- **PROBLEM DETAILS**
Each line of the records that holds "variable" should be shown in full.

Stored data:
::::

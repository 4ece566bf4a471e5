//! Error types for impyla-bridge.
//!
//! Defines the error enum shared by both adapters. Every variant maps to the
//! `error_type` tag reported in the JSON response.

use thiserror::Error;

/// Main error type for adapter operations.
#[derive(Error, Debug, Clone, PartialEq, Eq)]
pub enum BridgeError {
    /// Connection or authentication failures (host unreachable, bad credentials, etc.)
    #[error("{0}")]
    Connection(String),

    /// SQL syntax or analysis failures reported by the engine.
    #[error("{0}")]
    SqlSyntax(String),

    /// Any other failure while executing or fetching a query.
    #[error("{0}")]
    Query(String),

    /// Template could not be parsed.
    #[error("{message}")]
    TemplateSyntax {
        message: String,
        line: Option<usize>,
    },

    /// Template referenced a variable or function that does not exist.
    #[error("{0}")]
    Undefined(String),

    /// Any other template engine failure, tagged with the engine's error kind.
    #[error("{message}")]
    Template { kind: String, message: String },

    /// The request document on stdin was not valid.
    #[error("Invalid JSON input: {0}")]
    MalformedInput(String),

    /// Command-line arguments could not be parsed.
    #[error("Invalid arguments: {0}")]
    Usage(String),

    /// Internal failures (I/O on stdio, runtime setup, etc.)
    #[error("Unexpected error: {0}")]
    Internal(String),
}

impl BridgeError {
    /// Creates a connection error with the given message.
    pub fn connection(msg: impl Into<String>) -> Self {
        Self::Connection(msg.into())
    }

    /// Creates an SQL syntax error with the given message.
    pub fn sql_syntax(msg: impl Into<String>) -> Self {
        Self::SqlSyntax(msg.into())
    }

    /// Creates a generic query error with the given message.
    pub fn query(msg: impl Into<String>) -> Self {
        Self::Query(msg.into())
    }

    /// Creates a template syntax error, optionally pointing at a line.
    pub fn template_syntax(msg: impl Into<String>, line: Option<usize>) -> Self {
        Self::TemplateSyntax {
            message: msg.into(),
            line,
        }
    }

    /// Creates an undefined-variable error with the given message.
    pub fn undefined(msg: impl Into<String>) -> Self {
        Self::Undefined(msg.into())
    }

    /// Creates a template error carrying the engine's error kind name.
    pub fn template(kind: impl Into<String>, msg: impl Into<String>) -> Self {
        Self::Template {
            kind: kind.into(),
            message: msg.into(),
        }
    }

    /// Creates a malformed-input error with the given message.
    pub fn malformed_input(msg: impl Into<String>) -> Self {
        Self::MalformedInput(msg.into())
    }

    /// Creates a usage error with the given message.
    pub fn usage(msg: impl Into<String>) -> Self {
        Self::Usage(msg.into())
    }

    /// Creates an internal error with the given message.
    pub fn internal(msg: impl Into<String>) -> Self {
        Self::Internal(msg.into())
    }

    /// Returns the `error_type` tag written to the JSON response.
    pub fn error_type(&self) -> &str {
        match self {
            Self::Connection(_) => "ConnectionError",
            Self::SqlSyntax(_) => "SQLSyntaxError",
            Self::Query(_) => "GenericError",
            Self::TemplateSyntax { .. } => "TemplateSyntaxError",
            Self::Undefined(_) => "UndefinedError",
            Self::Template { kind, .. } => kind,
            Self::MalformedInput(_) => "MalformedInputError",
            Self::Usage(_) => "UsageError",
            Self::Internal(_) => "InternalError",
        }
    }

    /// Returns the error category as a string for log lines.
    pub fn category(&self) -> &'static str {
        match self {
            Self::Connection(_) => "Connection Error",
            Self::SqlSyntax(_) | Self::Query(_) => "Query Error",
            Self::TemplateSyntax { .. } | Self::Undefined(_) | Self::Template { .. } => {
                "Template Error"
            }
            Self::MalformedInput(_) | Self::Usage(_) => "Input Error",
            Self::Internal(_) => "Internal Error",
        }
    }

    /// Returns the template line the error points at, if any.
    pub fn line(&self) -> Option<usize> {
        match self {
            Self::TemplateSyntax { line, .. } => *line,
            _ => None,
        }
    }
}

/// Result type alias using BridgeError.
pub type Result<T> = std::result::Result<T, BridgeError>;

::::

- **TASK ANSWER**
    /// Template referenced a variable or function that does not exist.
    /// Creates an undefined-variable error with the given message.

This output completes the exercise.